Love at Stake (Entangled Covet)(57)
“Or door number two?”
She hesitated. The words she spoke next might very well decide her future, for good or ill. How much did she want to gamble on him?
What a silly thought. When it came to Lucian, she’d proven more than once that she was all in.
“You tell me the truth about your past,” she said. “And we take it from there.”
“You’re not asking for forever?” He took a step closer to her.
“You’re not offering it.” The knowledge still stung but she’d lived without him. It wasn’t a proposition she cared to repeat if she could help it.
“All you ask for is knowledge about Claudette. About my past.”
She stood strong, not letting his reticence get to her.
“All right. I agree to your terms.” He settled down into her overstuffed fuchsia armchair.
Lucian open to her questions? The thought was heady. Better press her advantage before she lost it.
“How many times have you been in love?”
Lucian sighed but didn’t look away. “Once, or so I thought. But Claudette had other ideas.”
“What do you mean?”
He spread his hands out. “She didn’t believe I loved her. And in all honesty, she may have been right.”
“How did you meet?” She drifted closer to the armchair.
Lucian smiled. “I was just passing through. Nothing more dramatic than that. Claudette was a barmaid in her father’s inn. She had a small child, you see. Melissa. The offspring of her first marriage. As a widow, she’d returned home and sought shelter with her family.”
“And you were, what? Drawn to her?”
The look on his face as he recalled old memories was almost enough to make her stop her questions. “No,” he said. “The inn was crowded and I didn’t even notice her.”
Seeing your mate across a crowded room and knowing she’s yours. His words echoed through her head. He hadn’t seen Claudette, but he’d spent a lifetime with her anyway.
“I never knew she existed until she dropped a bowl of stew in my lap.” Lucian grinned at the memory. “He father was a bit of a skinflint and hadn’t hired help. She was trying to do too much and ended up attracting a vampire’s attention.”
“Did she know what you were?”
“No.” His smile turned bittersweet. “I courted her for months, thinking I’d hidden my true identity. Almost a thousand years I’ve lived and one little human unraveled me. She knew, you see, what I was. But the men in her life hadn’t done well by her. She must have thought a monster couldn’t be any worse.”
“That’s not it,” she said, stepping closer. “She simply didn’t care what you were because you proved to be worthy of her love.”
His gaze flickered to hers. “We’ll never know.”
“She sounds like a remarkable woman.”
“In every way.”
Lucian didn’t move and she was helpless to do anything but drift closer to him. She wanted to hear every detail of her rival, a woman who had lived and died over a century ago.

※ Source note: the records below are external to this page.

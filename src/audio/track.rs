//! Decoded audio track played during a session
//!
//! The synthesizer hands back raw little-endian PCM16 at 24 kHz mono; local
//! fixtures arrive as WAV files. Both end up as interleaved `f32` samples in
//! [`AudioTrack`], which never changes after construction.

use std::path::Path;

use crate::error::SessionError;

/// Sample rate of the synthesizer's PCM payload
pub const SYNTHESIS_SAMPLE_RATE: u32 = 24_000;

/// Channel count of the synthesizer's PCM payload
pub const SYNTHESIS_CHANNELS: u16 = 1;

/// Immutable decoded audio
#[derive(Debug, Clone, PartialEq)]
pub struct AudioTrack {
    samples: Vec<f32>,
    sample_rate: u32,
    channels: u16,
}

impl AudioTrack {
    /// Build a track from interleaved samples
    ///
    /// # Errors
    /// `SynthesisFailure` for a zero sample rate or channel count, or when the
    /// sample count is not a whole number of frames.
    pub fn new(samples: Vec<f32>, sample_rate: u32, channels: u16) -> Result<Self, SessionError> {
        if sample_rate == 0 || channels == 0 {
            return Err(SessionError::SynthesisFailure {
                reason: format!(
                    "invalid audio format: {} Hz, {} channel(s)",
                    sample_rate, channels
                ),
            });
        }
        if samples.len() % channels as usize != 0 {
            return Err(SessionError::SynthesisFailure {
                reason: format!(
                    "{} samples do not divide into {} channel(s)",
                    samples.len(),
                    channels
                ),
            });
        }
        Ok(Self {
            samples,
            sample_rate,
            channels,
        })
    }

    /// Decode little-endian signed 16-bit PCM
    ///
    /// # Errors
    /// `SynthesisFailure` when the payload is empty or has an odd byte count.
    pub fn from_pcm16_le(bytes: &[u8], sample_rate: u32, channels: u16) -> Result<Self, SessionError> {
        if bytes.is_empty() {
            return Err(SessionError::SynthesisFailure {
                reason: "no audio payload returned".to_string(),
            });
        }
        if bytes.len() % 2 != 0 {
            return Err(SessionError::SynthesisFailure {
                reason: format!("PCM16 payload has odd length {}", bytes.len()),
            });
        }

        let samples = bytes
            .chunks_exact(2)
            .map(|pair| i16::from_le_bytes([pair[0], pair[1]]) as f32 / 32768.0)
            .collect();

        Self::new(samples, sample_rate, channels)
    }

    /// Silent track of the given duration, used by stub synthesizers
    pub fn silent(duration_secs: f64, sample_rate: u32) -> Result<Self, SessionError> {
        let frames = (duration_secs.max(0.0) * sample_rate as f64).round() as usize;
        Self::new(vec![0.0; frames], sample_rate, 1)
    }

    /// Load a WAV file (16/24/32-bit integer or 32-bit float)
    pub fn from_wav_file<P: AsRef<Path>>(path: P) -> Result<Self, SessionError> {
        let path = path.as_ref();
        let failure = |detail: String| SessionError::SynthesisFailure {
            reason: format!("{}: {}", path.display(), detail),
        };

        let mut reader = hound::WavReader::open(path).map_err(|err| failure(err.to_string()))?;
        let spec = reader.spec();

        let samples = match spec.sample_format {
            hound::SampleFormat::Float => reader
                .samples::<f32>()
                .map(|sample| sample.map_err(|err| failure(err.to_string())))
                .collect::<Result<Vec<f32>, _>>()?,
            hound::SampleFormat::Int => {
                // Same full-scale divisor as the synthesizer's PCM16
                let max = (1i64 << (spec.bits_per_sample - 1)) as f32;
                match spec.bits_per_sample {
                    16 => reader
                        .samples::<i16>()
                        .map(|sample| {
                            sample
                                .map(|value| value as f32 / max)
                                .map_err(|err| failure(err.to_string()))
                        })
                        .collect::<Result<Vec<f32>, _>>()?,
                    24 | 32 => reader
                        .samples::<i32>()
                        .map(|sample| {
                            sample
                                .map(|value| value as f32 / max)
                                .map_err(|err| failure(err.to_string()))
                        })
                        .collect::<Result<Vec<f32>, _>>()?,
                    bits => return Err(failure(format!("unsupported bits_per_sample={}", bits))),
                }
            }
        };

        Self::new(samples, spec.sample_rate, spec.channels)
    }

    pub fn samples(&self) -> &[f32] {
        &self.samples
    }

    pub fn sample_rate(&self) -> u32 {
        self.sample_rate
    }

    pub fn channels(&self) -> u16 {
        self.channels
    }

    pub fn frame_count(&self) -> usize {
        self.samples.len() / self.channels as usize
    }

    /// Duration in seconds (frame count / sample rate)
    pub fn duration(&self) -> f64 {
        self.frame_count() as f64 / self.sample_rate as f64
    }

    /// Frame index for an audio time, clamped to the track
    pub fn frame_at(&self, seconds: f64) -> usize {
        let frame = (seconds.max(0.0) * self.sample_rate as f64).floor() as usize;
        frame.min(self.frame_count())
    }
}

#[cfg(test)]
mod tests {
    use super::*;

    #[test]
    fn test_pcm16_decoding_scales_to_unit_range() {
        let bytes = [
            0x00, 0x00, // 0
            0x00, 0x40, // 16384
            0x00, 0x80, // -32768
        ];
        let track = AudioTrack::from_pcm16_le(&bytes, SYNTHESIS_SAMPLE_RATE, 1).unwrap();
        assert_eq!(track.samples(), &[0.0, 0.5, -1.0]);
    }

    #[test]
    fn test_empty_payload_is_synthesis_failure() {
        let result = AudioTrack::from_pcm16_le(&[], SYNTHESIS_SAMPLE_RATE, 1);
        assert!(matches!(result, Err(SessionError::SynthesisFailure { .. })));
    }

    #[test]
    fn test_odd_payload_is_rejected() {
        assert!(AudioTrack::from_pcm16_le(&[1, 2, 3], SYNTHESIS_SAMPLE_RATE, 1).is_err());
    }

    #[test]
    fn test_duration_is_frames_over_rate() {
        let track = AudioTrack::new(vec![0.0; 48_000], 24_000, 2).unwrap();
        assert_eq!(track.frame_count(), 24_000);
        assert!((track.duration() - 1.0).abs() < f64::EPSILON);
    }

    #[test]
    fn test_partial_frame_is_rejected() {
        assert!(AudioTrack::new(vec![0.0; 3], 24_000, 2).is_err());
    }

    #[test]
    fn test_frame_at_clamps() {
        let track = AudioTrack::silent(2.0, 100).unwrap();
        assert_eq!(track.frame_at(-1.0), 0);
        assert_eq!(track.frame_at(0.5), 50);
        assert_eq!(track.frame_at(10.0), 200);
    }

    #[test]
    fn test_wav_file_loading() {
        let path = std::env::temp_dir().join("listening_tutor_track_test.wav");
        let spec = hound::WavSpec {
            channels: 1,
            sample_rate: 8_000,
            bits_per_sample: 16,
            sample_format: hound::SampleFormat::Int,
        };
        let mut writer = hound::WavWriter::create(&path, spec).unwrap();
        for _ in 0..4_000 {
            writer.write_sample(16_384i16).unwrap();
        }
        writer.finalize().unwrap();

        let track = AudioTrack::from_wav_file(&path).unwrap();
        assert_eq!(track.sample_rate(), 8_000);
        assert!((track.duration() - 0.5).abs() < 1e-9);
        assert_eq!(track.samples()[0], 0.5);

        let _ = std::fs::remove_file(&path);
    }

    #[test]
    fn test_wav_and_pcm16_share_normalisation() {
        let values = [i16::MIN, -1, 0, 12_345, i16::MAX];
        let path = std::env::temp_dir().join("listening_tutor_normalisation_test.wav");
        let spec = hound::WavSpec {
            channels: 1,
            sample_rate: SYNTHESIS_SAMPLE_RATE,
            bits_per_sample: 16,
            sample_format: hound::SampleFormat::Int,
        };
        let mut writer = hound::WavWriter::create(&path, spec).unwrap();
        for value in values {
            writer.write_sample(value).unwrap();
        }
        writer.finalize().unwrap();

        let bytes: Vec<u8> = values.iter().flat_map(|value| value.to_le_bytes()).collect();
        let from_pcm = AudioTrack::from_pcm16_le(&bytes, SYNTHESIS_SAMPLE_RATE, 1).unwrap();
        let from_wav = AudioTrack::from_wav_file(&path).unwrap();
        assert_eq!(from_wav.samples(), from_pcm.samples());
        assert_eq!(from_wav.samples()[0], -1.0);

        let _ = std::fs::remove_file(&path);
    }

    #[test]
    fn test_missing_wav_is_synthesis_failure() {
        let result = AudioTrack::from_wav_file("/nonexistent/track.wav");
        assert!(matches!(result, Err(SessionError::SynthesisFailure { .. })));
    }
}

“Claudette was fond of telling me I didn’t understand humans half as well as I thought I did.”
“Smart woman,” she muttered.
He inclined his head. “I took her away with me, her and Melissa. They lived on my estate for over a decade.”
“Until the accident.”
His laugh was bitter. “Melissa and her mouth.”
“I don’t understand,” she said. “You let a human close to you once. Why am I so different?”
Lucian reached out and caught her hands, pulling her close. “When Claudette died, I wanted to die with her.”
The confession was stark. She had no idea how to respond.
“I think I would have if not for Melissa. I wouldn’t leave our child alone. She might not have been mine biologically but she was mine in every way that mattered. Claudette made me promise to take care of her and I’ve tried to keep that vow.”
“Even now,” she said, “a hundred years later when she wants to try a dating service.”
“One that will parade her like a prized cow at the county fair. Look what Vivian has done with me. Melissa is still young and romantic. I don’t want her disillusioned for someone else’s profit.”
“You’re a good father.”
“Claudette said the same.” Lucian shook his head. “I could be what Melissa needed but not what her mother deserved.”
“Two different types of love.”
His thumbs brushed circles into her palms. “I wanted to love her. I did as much as I was able.”
“But she was human,” Abbey said, her heart breaking. “And you can never care for a mortal.”